Proxy Servers

• Table of Contents
• Is delivering through reverse-proxy servers supported?
• Is putting GreenArrow behind a reverse-proxy or load-balancer supported?

Is delivering through reverse-proxy servers supported?

We support both HAProxy and our own reverse-proxy server, GreenArrow Proxy.

Our cluster documentation describes both:

• Cluster architecture using HAProxy
• Cluster architecture using GreenArrow Proxy

GreenArrow Proxy provides additional functionality not available through HAProxy:

• Connection reuse is performed on the proxy, so a connection opened to perform a delivery needed by one MTA may be reused by another MTA to deliver to the same destination.

  • This is an advantage when delivering to destinations with very low concurrent connection limits and for clusters with large numbers of smaller MTAs. Without this behavior, a connection might not be able to deliver the maximum number of messages that are allowed by the connection reuse parameters, even if there are messages waiting on other MTAs in the cluster. When using STARTTLS there is an overhead for opening a new connection, so opening fewer new connections is better.

• Collaborative throttling decisions for IPs hosted on that reverse proxy are performed on that reverse proxy. This has advantages to other MTA’s collaborative throttling implementations:

  • There is no external service (such as Redis) that can act as a single-point-of-failure for the MTA cluster. The reverse proxy is already a single-point of failure for deliveries done from the IP addresses hosted on that reverse proxy, so making the throttle decisions on the same host does not add any new dependencies.

  • The full capacity of each throttling limit is fully available to every MTA in the cluster. Some implementations, for example, if there are five MTAs in a cluster, each MTA is configured to allow 1/5th of the overall throttling limit to each MTA. In this case, some MTAs can be saturated at their limits, and other MTAs could not have saturated their limit.

Is putting GreenArrow behind a reverse-proxy or load-balancer supported?

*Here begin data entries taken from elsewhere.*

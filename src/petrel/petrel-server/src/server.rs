/*
 * Petrel mail transfer engine
 * Copyright (C) 2024 the Petrel developers
 *
 * This program is free software: you can redistribute it and/or modify it under
 * the terms of the GNU General Public License as published by the Free Software
 * Foundation, either version 3 of the License, or any later version.
 *
 * This program is distributed in the hope that it will be useful, but WITHOUT
 * ANY WARRANTY; without even the implied warranty of MERCHANTABILITY or FITNESS
 * FOR A PARTICULAR PURPOSE.  See the GNU General Public License for more details.
 *
 * You should have received a copy of the GNU General Public License along with
 * this program. If not, see https://www.gnu.org/licenses/.
 *
*/

use crate::ServerConfig;
use anyhow::Context;
use petrel_common::Reply;
use petrel_protocol::{Backend, ConnectionInfo, Receiver};
use tokio_stream::StreamExt;

/// Create a `TcpListener` ready to be handed to [`Server::listen`].
///
/// # Errors
///
/// * failed to bind to the socket address
/// * failed to set the listener to non blocking
#[inline]
pub fn socket_bind_anyhow<A: std::net::ToSocketAddrs + std::fmt::Debug>(
    addr: A,
) -> anyhow::Result<std::net::TcpListener> {
    let socket = std::net::TcpListener::bind(&addr)
        .with_context(|| format!("Failed to bind socket on addr: '{addr:?}'"))?;

    socket
        .set_nonblocking(true)
        .with_context(|| format!("Failed to set non-blocking socket on addr: '{addr:?}'"))?;

    Ok(socket)
}

type ListenerStreamItem = std::io::Result<(tokio::net::TcpStream, std::net::SocketAddr)>;

fn listener_to_stream(
    listener: &tokio::net::TcpListener,
) -> impl tokio_stream::Stream<Item = ListenerStreamItem> + '_ {
    async_stream::try_stream! {
        loop {
            yield listener.accept().await?;
        }
    }
}

#[derive(Debug, Clone, Copy, PartialEq, Eq)]
enum Lifecycle {
    Running,
    Graceful,
    Abort,
}

/// The graceful-shutdown deadline expired with handlers still running.
#[derive(Debug, thiserror::Error)]
#[error("graceful shutdown did not finish within {0:?}")]
pub struct ShutdownTimedOut(
    /// The deadline that expired.
    pub std::time::Duration,
);

/// Remote control over a running [`Server::listen`] loop.
#[derive(Clone)]
pub struct ShutdownHandle {
    signal: std::sync::Arc<tokio::sync::watch::Sender<Lifecycle>>,
    done: tokio::sync::watch::Receiver<bool>,
}

impl ShutdownHandle {
    /// Stop accepting and wait for every connection handler to finish, up
    /// to `deadline`.
    ///
    /// # Errors
    ///
    /// * [`ShutdownTimedOut`] when handlers are still running at the
    ///   deadline; follow up with [`ShutdownHandle::abort`]
    #[inline]
    pub async fn graceful(&self, deadline: std::time::Duration) -> Result<(), ShutdownTimedOut> {
        let _ignored = self.signal.send(Lifecycle::Graceful);
        let mut done = self.done.clone();
        tokio::time::timeout(deadline, async move {
            while !*done.borrow() {
                if done.changed().await.is_err() {
                    return;
                }
            }
        })
        .await
        .map_err(|_elapsed| ShutdownTimedOut(deadline))
    }

    /// Abort every connection handler and stop immediately.
    #[inline]
    pub fn abort(&self) {
        let _ignored = self.signal.send(Lifecycle::Abort);
    }
}

/// TCP/IP server: owns the listener set, spawns one task per accepted
/// connection and funnels each into a [`Receiver`].
pub struct Server<B: Backend + 'static> {
    conn_max_reach_reply: Reply,

    config: std::sync::Arc<ServerConfig>,
    backend: std::sync::Arc<B>,
    signal: std::sync::Arc<tokio::sync::watch::Sender<Lifecycle>>,
    lifecycle: tokio::sync::watch::Receiver<Lifecycle>,
    done: std::sync::Arc<tokio::sync::watch::Sender<bool>>,
    done_rx: tokio::sync::watch::Receiver<bool>,
}

impl<B: Backend + 'static> Server<B> {
    /// Create a server around an application backend.
    #[must_use]
    #[inline]
    #[allow(clippy::expect_used)]
    pub fn new(config: std::sync::Arc<ServerConfig>, backend: std::sync::Arc<B>) -> Self {
        let (signal, lifecycle) = tokio::sync::watch::channel(Lifecycle::Running);
        let (done, done_rx) = tokio::sync::watch::channel(false);
        Self {
            conn_max_reach_reply: "421 4.3.2 Cannot process connection, closing\r\n"
                .parse::<Reply>()
                .expect("valid smtp reply"),
            config,
            backend,
            signal: std::sync::Arc::new(signal),
            lifecycle,
            done: std::sync::Arc::new(done),
            done_rx,
        }
    }

    /// Bind every configured address.
    ///
    /// # Errors
    ///
    /// * see [`socket_bind_anyhow`]
    #[inline]
    pub fn bind(&self) -> anyhow::Result<Vec<std::net::TcpListener>> {
        self.config.listen.iter().map(socket_bind_anyhow).collect()
    }

    /// A handle for shutting the accept loop down from elsewhere.
    #[must_use]
    #[inline]
    pub fn shutdown_handle(&self) -> ShutdownHandle {
        ShutdownHandle {
            signal: self.signal.clone(),
            done: self.done_rx.clone(),
        }
    }

    #[tracing::instrument(name = "handle-client", skip_all, fields(client = %client_addr, server = %server_addr))]
    fn handle_client(
        &self,
        handlers: &mut tokio::task::JoinSet<()>,
        client_counter: &std::sync::Arc<std::sync::atomic::AtomicI64>,
        mut stream: tokio::net::TcpStream,
        client_addr: std::net::SocketAddr,
        server_addr: std::net::SocketAddr,
    ) {
        let kind = self.config.receiver.kind;
        tracing::info!(%kind, "Connection accepted.");

        if self.config.client_count_max != -1
            && client_counter.load(std::sync::atomic::Ordering::SeqCst)
                >= self.config.client_count_max
        {
            tracing::warn!(
                max = self.config.client_count_max,
                "Connection count max reached, rejecting connection.",
            );

            let refusal = self.conn_max_reach_reply.clone();
            handlers.spawn(async move {
                if let Err(error) = tokio::io::AsyncWriteExt::write_all(
                    &mut stream,
                    refusal.as_ref().as_bytes(),
                )
                .await
                {
                    tracing::error!(%error, "Code delivery failure.");
                }
                if let Err(error) = tokio::io::AsyncWriteExt::shutdown(&mut stream).await {
                    tracing::error!(%error, "Closing connection failure.");
                }
            });
            return;
        }

        client_counter.fetch_add(1, std::sync::atomic::Ordering::SeqCst);

        let info = ConnectionInfo::new(client_addr, server_addr, kind);
        let receiver = Receiver::new(
            stream,
            self.backend.clone(),
            std::sync::Arc::new(self.config.receiver.clone()),
        );
        let counter = client_counter.clone();
        handlers.spawn(async move {
            let uuid = info.uuid;
            if let Err(error) = receiver.serve(info).await {
                tracing::error!(%error, %uuid, "Connection closed abnormally.");
            } else {
                tracing::info!(%uuid, "Connection closed cleanly.");
            }
            counter.fetch_sub(1, std::sync::atomic::Ordering::SeqCst);
        });
    }

    /// Main loop: accept until a shutdown is requested, then settle the
    /// remaining handlers (waiting on graceful, aborting on abort).
    ///
    /// # Errors
    ///
    /// * failed to convert sockets to [`tokio::net::TcpListener`]
    /// * a listener died
    #[tracing::instrument(skip_all)]
    #[inline]
    pub async fn listen(mut self, sockets: Vec<std::net::TcpListener>) -> anyhow::Result<()> {
        let listeners = sockets
            .into_iter()
            .map(tokio::net::TcpListener::from_std)
            .collect::<std::io::Result<Vec<tokio::net::TcpListener>>>()?;

        let client_counter =
            std::sync::Arc::new(std::sync::atomic::AtomicI64::new(0));
        let mut handlers = tokio::task::JoinSet::new();

        let mode;
        {
            let mut map = tokio_stream::StreamMap::new();
            for listener in &listeners {
                map.insert(
                    listener.local_addr().context("retrieve local address")?,
                    Box::pin(listener_to_stream(listener)),
                );
            }

            tracing::info!(
                interfaces = ?map.keys().collect::<Vec<_>>(),
                "Listening for clients.",
            );

            loop {
                tokio::select! {
                    changed = self.lifecycle.changed() => {
                        mode = if changed.is_err() {
                            Lifecycle::Abort
                        } else {
                            *self.lifecycle.borrow()
                        };
                        break;
                    }
                    accepted = map.next() => {
                        let Some((server_addr, client)) = accepted else {
                            mode = Lifecycle::Graceful;
                            break;
                        };
                        let (stream, client_addr) = client?;
                        self.handle_client(
                            &mut handlers,
                            &client_counter,
                            stream,
                            client_addr,
                            server_addr,
                        );
                        // reap whatever already finished
                        while handlers.try_join_next().is_some() {}
                    }
                }
            }
            // the accept sockets close here, with the map and listeners
        }
        drop(listeners);

        match mode {
            Lifecycle::Abort => {
                tracing::warn!("Aborting every open connection.");
                handlers.abort_all();
            }
            Lifecycle::Graceful | Lifecycle::Running => {
                tracing::info!(
                    open = handlers.len(),
                    "Accept loop closed, waiting for connections to settle.",
                );
            }
        }
        // a graceful wait can still be escalated to an abort
        loop {
            tokio::select! {
                joined = handlers.join_next() => {
                    if joined.is_none() {
                        break;
                    }
                }
                changed = self.lifecycle.changed() => {
                    if changed.is_ok() && *self.lifecycle.borrow() == Lifecycle::Abort {
                        tracing::warn!("Aborting every open connection.");
                        handlers.abort_all();
                    }
                }
            }
        }

        let _ignored = self.done.send(true);
        Ok(())
    }
}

For SMTP, the PROXY protocol is supported, so that a load balancer can communicate the original source and destination IP address to GreenArrow. Please contact technical support for instructions on how to enable this.

For HTTP and HTTPS, both standard HTTP/HTTPS reverse proxies and Cloudflare are supported. This is documented on under Processing Clicks and Opens Behind a Proxy Server, although this information applies to all HTTP/HTTPS access to GreenArrow, including API access. Reverse proxies can be trusted by source IP using the http_trusted_proxy_ips directive or by a header using the http_trusted_proxy_auth_header directive.

For SMTP and HTTP/HTTPS, a Network Load Balancer that preserves the original source IP address of the TCP connection is, of course, supported.